Another undervalued company which may benefit from the news is Biomedical Technology Solutions (OTC:BMTL) that company's products provide biomedical waste treatment solutions for the over 1,000,000 low to medium volume medical waste generators in the US and a global market five times larger than the US. That company's Demolizer(NYSE:R) II units offer a safe and simple biomedical waste treatment system ideally suited to meet the unique needs of clinics in rural areas where the cost, both financial and environmental, of traditional transport and offsite disposal can be prohibitive.

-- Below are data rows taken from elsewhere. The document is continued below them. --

// Copyright (c) 2022 MASSA LABS <info@massa.net>

use std::{collections::HashMap, time::Instant};

use dagpow_models::PeerId;
use dagpow_time::DagTime;

#[derive(Debug, Clone, Copy, PartialEq, Eq)]
pub(crate) enum RequestKind {
    Sums,
    Blocks,
}

#[derive(Debug, Clone)]
pub(crate) struct OutstandingRequest {
    pub(crate) peer: PeerId,
    pub(crate) kind: RequestKind,
    pub(crate) start: DagTime,
    pub(crate) end: DagTime,
    pub(crate) deadline: Instant,
}

/// Sums and blocks requests waiting for their reply, by nonce.
#[derive(Default)]
pub(crate) struct OutstandingRequests(HashMap<u64, OutstandingRequest>);

impl OutstandingRequests {
    pub(crate) fn contains(&self, nonce: u64) -> bool {
        self.0.contains_key(&nonce)
    }

    pub(crate) fn insert(&mut self, nonce: u64, request: OutstandingRequest) {
        self.0.insert(nonce, request);
    }

    /// Remove the request answered by a reply, if the reply matches it.
    ///
    /// A reply matches when it comes from the asked peer, with the same kind
    /// and end time. Anything else leaves the table untouched.
    pub(crate) fn take_matching(
        &mut self,
        nonce: u64,
        peer: &PeerId,
        end: DagTime,
        kind: RequestKind,
    ) -> Option<OutstandingRequest> {
        let matches = self
            .0
            .get(&nonce)
            .map(|req| req.peer == *peer && req.end == end && req.kind == kind)
            .unwrap_or(false);
        if matches {
            self.0.remove(&nonce)
        } else {
            None
        }
    }

    /// Remove and return the requests whose deadline passed.
    pub(crate) fn expired(&mut self, now: Instant) -> Vec<OutstandingRequest> {
        let nonces: Vec<u64> = self
            .0
            .iter()
            .filter(|(_, req)| req.deadline <= now)
            .map(|(nonce, _)| *nonce)
            .collect();
        nonces
            .into_iter()
            .filter_map(|nonce| self.0.remove(&nonce))
            .collect()
    }

    /// Forget every request sent to `peer`.
    pub(crate) fn remove_peer(&mut self, peer: &PeerId) {
        self.0.retain(|_, req| req.peer != *peer);
    }

    pub(crate) fn len(&self) -> usize {
        self.0.len()
    }
}
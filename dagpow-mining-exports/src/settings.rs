// Copyright (c) 2022 MASSA LABS <info@massa.net>

use std::time::Duration;

use dagpow_models::config::{
    BLOCK_TTL, BROADCAST_QUEUE_SIZE, EVENT_QUEUE_SIZE, MAIN_PERIOD, MIN_CYCLE_LEAD,
    STOP_TIMEOUT, TIMER_POLL_INTERVAL,
};
use dagpow_time::DagTime;

/// Structure defining the settings of the block producer
#[derive(Debug, Clone)]
pub struct MiningConfig {
    /// length of a mining cycle
    pub main_period: DagTime,
    /// minimum time left to miners before the first deadline
    pub min_cycle_lead: DagTime,
    /// polling interval of the cycle timer
    pub timer_poll_interval: Duration,
    /// capacity of the outbound block queue
    pub broadcast_queue_size: usize,
    /// capacity of the event queue
    pub event_queue_size: usize,
    /// hop count of mined blocks
    pub block_ttl: u8,
    /// bounded wait when joining the producer threads
    pub stop_timeout: Duration,
}

impl Default for MiningConfig {
    fn default() -> Self {
        MiningConfig {
            main_period: MAIN_PERIOD,
            min_cycle_lead: MIN_CYCLE_LEAD,
            timer_poll_interval: TIMER_POLL_INTERVAL,
            broadcast_queue_size: BROADCAST_QUEUE_SIZE,
            event_queue_size: EVENT_QUEUE_SIZE,
            block_ttl: BLOCK_TTL,
            stop_timeout: STOP_TIMEOUT,
        }
    }
}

The Antitrust Division and attorneys general in Missouri and Nebraska had filed a civil antitrust lawsuit Monday in U.S. District Court in Washington, DC, to block the Stericycle transaction. At the same time, DoJ and the two attorneys general filed a proposed settlement with Stericycle. If the settlement is approved by the court, it would resolve the competitive concerns alleged in the lawsuit. The agreement opens up the market to more competitors and requires Stericycle to divest certain assets that it will acquire from MedServe (consisting of an autoclave treatment facility in Newton, Kansas, four transfer stations in Kansas, Oklahoma, Nebraska and Missouri and certain large customer accounts and associated assets related to these facilities) to approved "viable purchaser(s)." In addition, the agreement requires Stericycle for a period of 10 years to notify the United States Department of Justice and the States of Missouri and Nebraska before acquiring any business that is engaged in both the collection and treatment of infectious waste in Kansas, Missouri, Nebraska and Oklahoma.
"Without the divestitures required by the department, critical healthcare facilities in Kansas, Missouri, Nebraska, and Oklahoma would have faced higher prices," said Christine A. Varney, assistant attorney general in charge of the DoJ's Antitrust Division.

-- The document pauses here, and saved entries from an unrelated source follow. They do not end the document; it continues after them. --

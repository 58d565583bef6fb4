// Copyright (c) 2022 MASSA LABS <info@massa.net>

use std::{
    collections::{HashMap, VecDeque},
    time::{Duration, Instant},
};

use dagpow_models::{BlockHash, BlockWrapper};
use rand::seq::IteratorRandom;
use tracing::debug;

struct PendingEntry {
    wrapper: BlockWrapper,
    queued_at: Instant,
}

/// What `push` did with an orphan.
#[derive(Debug, Clone, Copy, PartialEq, Eq)]
pub(crate) enum PushOutcome {
    /// first orphan waiting for this parent
    First,
    /// added behind other orphans of the same parent
    Queued,
    /// already queued for this parent, recently
    Duplicate,
    /// already queued for this parent long enough ago to ask again
    Refreshed,
}

impl PushOutcome {
    /// Whether the missing parent should be requested.
    pub(crate) fn should_request(&self) -> bool {
        matches!(self, PushOutcome::First | PushOutcome::Refreshed)
    }
}

/// Orphans grouped by the parent they miss, in arrival order.
///
/// A child appears in at most one queue. When `max_parents` parents are
/// tracked, `eviction_batch` random ones are forgotten before a new parent
/// is added.
pub(crate) struct PendingByParent {
    by_parent: HashMap<BlockHash, VecDeque<PendingEntry>>,
    parent_of_child: HashMap<BlockHash, BlockHash>,
    max_parents: usize,
    eviction_batch: usize,
    rerequest_delay: Duration,
}

impl PendingByParent {
    pub(crate) fn new(max_parents: usize, eviction_batch: usize, rerequest_delay: Duration) -> Self {
        PendingByParent {
            by_parent: HashMap::new(),
            parent_of_child: HashMap::new(),
            max_parents,
            eviction_batch,
            rerequest_delay,
        }
    }

    /// Queue `wrapper` until `parent` is imported.
    pub(crate) fn push(
        &mut self,
        parent: BlockHash,
        wrapper: BlockWrapper,
        now: Instant,
    ) -> PushOutcome {
        let child = wrapper.block.id();
        match self.parent_of_child.get(&child).copied() {
            Some(previous) if previous == parent => {
                return self.touch(parent, child, now);
            }
            Some(previous) => self.remove_child(previous, child),
            None => {}
        }

        if !self.by_parent.contains_key(&parent) && self.by_parent.len() >= self.max_parents {
            self.evict();
        }
        let queue = self.by_parent.entry(parent).or_default();
        let outcome = if queue.is_empty() {
            PushOutcome::First
        } else {
            PushOutcome::Queued
        };
        queue.push_back(PendingEntry {
            wrapper,
            queued_at: now,
        });
        self.parent_of_child.insert(child, parent);
        outcome
    }

    /// Remove and return every orphan waiting for `parent`, oldest first.
    pub(crate) fn take(&mut self, parent: &BlockHash) -> Vec<BlockWrapper> {
        let Some(queue) = self.by_parent.remove(parent) else {
            return Vec::new();
        };
        queue
            .into_iter()
            .map(|entry| {
                self.parent_of_child.remove(&entry.wrapper.block.id());
                entry.wrapper
            })
            .collect()
    }

    /// number of queued orphans
    pub(crate) fn len(&self) -> usize {
        self.parent_of_child.len()
    }

    /// number of missing parents
    pub(crate) fn parent_count(&self) -> usize {
        self.by_parent.len()
    }

    fn touch(&mut self, parent: BlockHash, child: BlockHash, now: Instant) -> PushOutcome {
        let delay = self.rerequest_delay;
        let entry = self
            .by_parent
            .get_mut(&parent)
            .and_then(|queue| queue.iter_mut().find(|entry| entry.wrapper.block.id() == child));
        match entry {
            Some(entry) if now.saturating_duration_since(entry.queued_at) >= delay => {
                entry.queued_at = now;
                PushOutcome::Refreshed
            }
            _ => PushOutcome::Duplicate,
        }
    }

    fn remove_child(&mut self, parent: BlockHash, child: BlockHash) {
        if let Some(queue) = self.by_parent.get_mut(&parent) {
            queue.retain(|entry| entry.wrapper.block.id() != child);
            if queue.is_empty() {
                self.by_parent.remove(&parent);
            }
        }
        self.parent_of_child.remove(&child);
    }

    fn evict(&mut self) {
        let victims: Vec<BlockHash> = self
            .by_parent
            .keys()
            .copied()
            .choose_multiple(&mut rand::thread_rng(), self.eviction_batch.max(1));
        debug!("pending map full, evicting {} missing parents", victims.len());
        for parent in victims {
            if let Some(queue) = self.by_parent.remove(&parent) {
                for entry in queue {
                    self.parent_of_child.remove(&entry.wrapper.block.id());
                }
            }
        }
    }
}

#[cfg(test)]
mod tests {
    use super::*;
    use dagpow_models::test_exports::make_block;
    use dagpow_time::DagTime;

    fn orphan(salt: u64, parent: BlockHash) -> BlockWrapper {
        BlockWrapper::local(make_block(DagTime::from_ticks(salt), Some(parent), salt), 5)
    }

    fn parent(salt: u64) -> BlockHash {
        make_block(DagTime::ZERO, None, salt).id()
    }

    #[test]
    fn test_duplicate_push_is_noop() {
        let mut pending = PendingByParent::new(10, 1, Duration::from_secs(64));
        let now = Instant::now();
        let missing = parent(1);
        assert_eq!(pending.push(missing, orphan(10, missing), now), PushOutcome::First);
        assert_eq!(pending.push(missing, orphan(10, missing), now), PushOutcome::Duplicate);
        assert_eq!(pending.push(missing, orphan(11, missing), now), PushOutcome::Queued);
        assert_eq!(pending.len(), 2);
        assert_eq!(pending.parent_count(), 1);
    }

    #[test]
    fn test_stale_duplicate_is_refreshed() {
        let mut pending = PendingByParent::new(10, 1, Duration::from_secs(64));
        let then = Instant::now();
        let missing = parent(1);
        pending.push(missing, orphan(10, missing), then);
        let later = then + Duration::from_secs(65);
        assert_eq!(pending.push(missing, orphan(10, missing), later), PushOutcome::Refreshed);
        assert_eq!(pending.push(missing, orphan(10, missing), later), PushOutcome::Duplicate);
        assert_eq!(pending.len(), 1);
    }

    #[test]
    fn test_take_returns_fifo_and_clears() {
        let mut pending = PendingByParent::new(10, 1, Duration::from_secs(64));
        let now = Instant::now();
        let missing = parent(1);
        let first = orphan(10, missing);
        let second = orphan(11, missing);
        pending.push(missing, first.clone(), now);
        pending.push(missing, second.clone(), now);
        let taken: Vec<BlockHash> = pending.take(&missing).iter().map(|w| w.block.id()).collect();
        assert_eq!(taken, vec![first.block.id(), second.block.id()]);
        assert_eq!(pending.len(), 0);
        assert!(pending.take(&missing).is_empty());
    }

    #[test]
    fn test_child_moves_to_new_parent() {
        let mut pending = PendingByParent::new(10, 1, Duration::from_secs(64));
        let now = Instant::now();
        let (a, b) = (parent(1), parent(2));
        pending.push(a, orphan(10, a), now);
        assert_eq!(pending.push(b, orphan(10, a), now), PushOutcome::First);
        assert_eq!(pending.len(), 1);
        assert!(pending.take(&a).is_empty());
        assert_eq!(pending.take(&b).len(), 1);
    }

    #[test]
    fn test_eviction_when_full() {
        let mut pending = PendingByParent::new(4, 2, Duration::from_secs(64));
        let now = Instant::now();
        for salt in 0..4 {
            let missing = parent(salt);
            pending.push(missing, orphan(100 + salt, missing), now);
        }
        assert_eq!(pending.parent_count(), 4);
        let missing = parent(99);
        assert_eq!(pending.push(missing, orphan(200, missing), now), PushOutcome::First);
        assert_eq!(pending.parent_count(), 3);
        assert_eq!(pending.len(), 3);
        assert_eq!(pending.take(&missing).len(), 1);
    }
}
// Copyright (c) 2022 MASSA LABS <info@massa.net>
//! Definition and exports of the block producer types, errors and
//! collaborator interfaces.
//!
//! The producer seals one block per main period: it hands a task to the
//! miners, keeps the best share they return and broadcasts the sealed block
//! when the period ends.

#![warn(missing_docs)]

mod collaborators;
mod controller_traits;
mod error;
mod settings;
mod types;

pub use collaborators::{AwardManager, BlockTemplateProvider, MinerNotifier};
pub use controller_traits::{MiningController, MiningManager};
pub use error::{MiningError, MiningResult};
pub use settings::MiningConfig;
pub use types::{ChannelStats, MiningChannels, ProducerState, ProducerStats};

#[cfg(any(test, feature = "test-exports"))]
pub use collaborators::{MockAwardManager, MockBlockTemplateProvider, MockMinerNotifier};
#[cfg(any(test, feature = "test-exports"))]
pub use controller_traits::MockMiningController;

/// Tests utils
#[cfg(any(test, feature = "test-exports"))]
pub mod test_exports;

Officials at MedClean were not available for comment at the time this story was released, but a transcript of the interview with their CEO and Chairman of the Board will be released by BioMedReports on Friday.
According to published reports, Stericycle is the nation's largest provider of infectious waste collection and treatment services, with operations in nearly all of the contiguous 48 states. In 2008, its U.S. sales were $858 million. Bellaire, TX-based MedServe is the nation's second-largest provider of infectious waste collection and treatment services and operates in 25 states, with total revenues of $35.6 million in 2008.

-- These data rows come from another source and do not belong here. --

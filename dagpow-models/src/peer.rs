// Copyright (c) 2022 MASSA LABS <info@massa.net>

use std::net::SocketAddr;

use serde::{Deserialize, Serialize};

/// Remote node, identified by its connection address.
#[derive(Debug, Clone, Copy, PartialEq, Eq, Hash, PartialOrd, Ord, Serialize, Deserialize)]
pub struct PeerId(pub SocketAddr);

impl std::fmt::Display for PeerId {
    fn fmt(&self, f: &mut std::fmt::Formatter<'_>) -> std::fmt::Result {
        write!(f, "{}", self.0)
    }
}

impl From<SocketAddr> for PeerId {
    fn from(addr: SocketAddr) -> Self {
        PeerId(addr)
    }
}

/// Cumulative chain difficulty.
#[derive(Debug, Clone, Copy, PartialEq, Eq, Hash, PartialOrd, Ord, Default, Serialize, Deserialize)]
pub struct Difficulty(pub u128);

impl std::fmt::Display for Difficulty {
    fn fmt(&self, f: &mut std::fmt::Formatter<'_>) -> std::fmt::Result {
        write!(f, "{:#x}", self.0)
    }
}
// Copyright (c) 2022 MASSA LABS <info@massa.net>

use std::time::Duration;

use dagpow_hash::hash::Hash;
use dagpow_mining_exports::{
    test_exports::RecordingNotifier, MiningChannels, MiningError, MockBlockTemplateProvider,
    ProducerState,
};
use dagpow_models::{
    config::{FIELD_SIZE, MINER_ADDRESS_SIZE},
    Block, ChannelId, Difficulty, RawBlock, Share, SyncStatus,
};
use dagpow_sync_exports::{
    test_exports::{test_peer, FakePeers},
    MockSyncController, SyncMessage,
};
use serial_test::serial;

use super::tools::{test_config, wait_until, TestMiningEnv};

const WAIT: Duration = Duration::from_secs(5);

/// Nonces scoring below `bound` on `template`, best first.
fn better_nonces(mut template: RawBlock, bound: Hash, count: usize) -> Vec<([u8; FIELD_SIZE], Hash)> {
    let mut found = Vec::new();
    for seed in 0u64..1_000_000 {
        let mut nonce = [0u8; FIELD_SIZE];
        nonce[..8].copy_from_slice(&seed.to_le_bytes());
        template.set_nonce(&nonce);
        let hash = template.hash();
        if hash < bound {
            found.push((nonce, hash));
            if found.len() == count {
                break;
            }
        }
    }
    found.sort_by_key(|(_, hash)| *hash);
    found
}

#[test]
#[serial]
fn test_best_share_sealed_at_deadline() {
    let mut env = TestMiningEnv::new().synced();
    let peer = test_peer(1);
    let peer_rx = env.peers.create_fake_connection(peer);
    let cfg = test_config();
    let ttl = cfg.block_ttl;
    let (mut manager, controller) = env.producer(cfg);

    controller.start().unwrap();
    assert_eq!(controller.state(), ProducerState::Running);
    let first_task = env.tasks.recv_timeout(WAIT).unwrap();
    assert_eq!(first_task.task_index, 0);

    let initial_best = controller.get_stats().best_hash.unwrap();
    let template = env.template.last_template().unwrap();
    let nonces = better_nonces(template, initial_best, 3);
    assert_eq!(nonces.len(), 3);
    // the best nonce arrives second
    for (channel, (nonce, _)) in [nonces[1], nonces[0], nonces[2]].iter().enumerate() {
        controller.receive_share(
            ChannelId(channel as u64),
            Share {
                nonce: *nonce,
                task_index: 0,
            },
        );
    }
    assert!(wait_until(WAIT, || {
        controller.get_stats().best_hash == Some(nonces[0].1)
    }));

    let (raw_block, sent_ttl) = match peer_rx.recv_timeout(WAIT).unwrap() {
        SyncMessage::NewBlock { raw_block, ttl } => (raw_block, ttl),
        other => panic!("unexpected message {:?}", other),
    };
    let sealed = Block::from_bytes(&raw_block).unwrap();
    assert_eq!(sealed.raw().nonce(), nonces[0].0);
    assert_eq!(*sealed.hash(), nonces[0].1);
    assert_eq!(sent_ttl, ttl);
    assert_eq!(env.admitted.recv_timeout(WAIT).unwrap(), sealed.id());

    let awards = env.awards.records();
    assert_eq!(awards.len(), 1);
    assert_eq!(awards[0].nonce, nonces[0].0);
    assert_eq!(awards[0].midstate, *first_task.midstate());
    assert_eq!(awards[0].block_hash, nonces[0].1);

    let next_task = env.tasks.recv_timeout(WAIT).unwrap();
    assert_eq!(next_task.task_index, 1);
    assert!(next_task.task_time > first_task.task_time);

    let stats = controller.get_stats();
    assert_eq!(stats.blocks_produced, 1);
    assert_eq!(stats.task_index, Some(1));
    assert_eq!(stats.channels.values().map(|c| c.accepted).sum::<u64>(), 3);
    manager.stop();
}

#[test]
#[serial]
fn test_stale_share_counted() {
    let mut env = TestMiningEnv::new().synced();
    let (mut manager, controller) = env.producer(test_config());
    controller.start().unwrap();
    env.tasks.recv_timeout(WAIT).unwrap();
    let before = controller.get_stats().best_hash;

    controller.receive_share(
        ChannelId(4),
        Share {
            nonce: [0u8; FIELD_SIZE],
            task_index: 99,
        },
    );
    assert!(wait_until(WAIT, || {
        controller
            .get_stats()
            .channels
            .get(&ChannelId(4))
            .map_or(false, |c| c.stale == 1)
    }));
    let stats = controller.get_stats();
    assert_eq!(stats.channels[&ChannelId(4)].accepted, 0);
    assert_eq!(stats.best_hash, before);
    manager.stop();
}

#[test]
#[serial]
fn test_new_pretop_restarts_cycle_once() {
    let mut env = TestMiningEnv::new().synced();
    let (mut manager, controller) = env.producer(test_config());
    controller.start().unwrap();
    assert_eq!(env.tasks.recv_timeout(WAIT).unwrap().task_index, 0);

    let tip = Hash::compute_from(b"competing tip");
    controller.receive_new_pretop(tip);
    assert_eq!(env.tasks.recv_timeout(WAIT).unwrap().task_index, 1);
    assert_eq!(env.template.created(), 2);

    // same tip again
    controller.receive_new_pretop(tip);
    assert!(env.tasks.recv_timeout(Duration::from_millis(100)).is_err());
    assert!(env.awards.records().is_empty());
    manager.stop();
}

#[test]
#[serial]
fn test_start_twice_rejected() {
    let mut env = TestMiningEnv::new().synced();
    let (mut manager, controller) = env.producer(test_config());
    assert_eq!(controller.state(), ProducerState::Stopped);
    controller.start().unwrap();
    assert!(matches!(
        controller.start(),
        Err(MiningError::InvalidState(ProducerState::Running))
    ));
    assert_eq!(env.template.created(), 1);
    manager.stop();
    assert_eq!(controller.state(), ProducerState::Stopped);
}

#[test]
#[serial]
fn test_restart_continues_task_indexes() {
    let mut env = TestMiningEnv::new().synced();
    let (mut manager, controller) = env.producer(test_config());
    controller.start().unwrap();
    assert_eq!(env.tasks.recv_timeout(WAIT).unwrap().task_index, 0);
    manager.stop();

    // nothing is accepted while stopped
    controller.receive_share(
        ChannelId(1),
        Share {
            nonce: [1u8; FIELD_SIZE],
            task_index: 0,
        },
    );
    controller.start().unwrap();
    assert_eq!(env.tasks.recv_timeout(WAIT).unwrap().task_index, 1);
    assert!(controller.get_stats().channels.is_empty());
    manager.stop();
}

#[test]
#[serial]
fn test_syncing_producer_drops_shares_then_runs() {
    let mut env = TestMiningEnv::new();
    let (mut manager, controller) = env.producer(test_config());
    controller.start().unwrap();
    assert_eq!(controller.state(), ProducerState::Syncing);
    assert_eq!(env.tasks.recv_timeout(WAIT).unwrap().task_index, 0);

    controller.receive_share(
        ChannelId(1),
        Share {
            nonce: [7u8; FIELD_SIZE],
            task_index: 0,
        },
    );
    controller.receive_new_pretop(Hash::compute_from(b"tip"));
    std::thread::sleep(Duration::from_millis(50));
    assert!(controller.get_stats().channels.is_empty());
    assert_eq!(env.template.created(), 1);

    env.status.mark_done();
    // the first deadline switches to sealing without sealing
    assert_eq!(env.tasks.recv_timeout(WAIT).unwrap().task_index, 1);
    assert_eq!(controller.state(), ProducerState::Running);
    assert!(env.awards.records().is_empty());
    assert!(env.admitted.try_recv().is_err());
    manager.stop();
}

#[test]
#[serial]
fn test_network_difficulty_keeps_maximum() {
    let mut env = TestMiningEnv::new().synced();
    let (mut manager, controller) = env.producer(test_config());
    // ignored while stopped
    controller.receive_new_diff(Difficulty(50));
    controller.start().unwrap();
    controller.receive_new_diff(Difficulty(10));
    controller.receive_new_diff(Difficulty(5));
    assert!(wait_until(WAIT, || {
        controller.get_stats().network_difficulty == Difficulty(10)
    }));
    std::thread::sleep(Duration::from_millis(50));
    assert_eq!(controller.get_stats().network_difficulty, Difficulty(10));
    manager.stop();
}

#[test]
#[serial]
fn test_template_failure_keeps_producer_stopped() {
    let mut template = MockBlockTemplateProvider::new();
    template
        .expect_create_block()
        .returning(|_| Err(MiningError::TemplateError("no tips".into())));
    template.expect_miner_address().returning(|| [0u8; MINER_ADDRESS_SIZE]);
    let (notifier, tasks) = RecordingNotifier::new();
    let channels = MiningChannels {
        template: Box::new(template),
        notifier: Box::new(notifier),
        award: Box::new(dagpow_mining_exports::test_exports::RecordingAwards::new()),
        sync: Box::new(MockSyncController::new()),
        peers: Box::new(FakePeers::new()),
    };
    let (mut manager, controller) = crate::start_mining_worker(
        test_config(),
        channels,
        std::sync::Arc::new(SyncStatus::new()),
    );
    assert!(matches!(
        controller.start(),
        Err(MiningError::TemplateError(_))
    ));
    assert_eq!(controller.state(), ProducerState::Stopped);
    assert!(tasks.try_recv().is_err());
    manager.stop();
}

This is not the first time Stericycle has had to settle an antitrust investigation. In 2002, the company agreed to pay $320,000 in civil penalties and costs to the state of Arizona to settle an antitrust investigation, but it denied that it did anything wrong.
That agreement stemed from allegations that Stericycle used its market power to exclude competitors from the medical waste transportation market, according to the Arizona attorney general's office. The state accused Stericycle and the former medical waste business of Browning-Ferris Industries Inc. of illegally dividing their customer bases in Arizona, Colorado and Utah. The two agreed to stop competing with each other in those markets, according to the state. The state also accused Stericycle, which operated a medical waste incinerator in Chandler, Ariz., of denying waste transportation competitors access to the incinerator.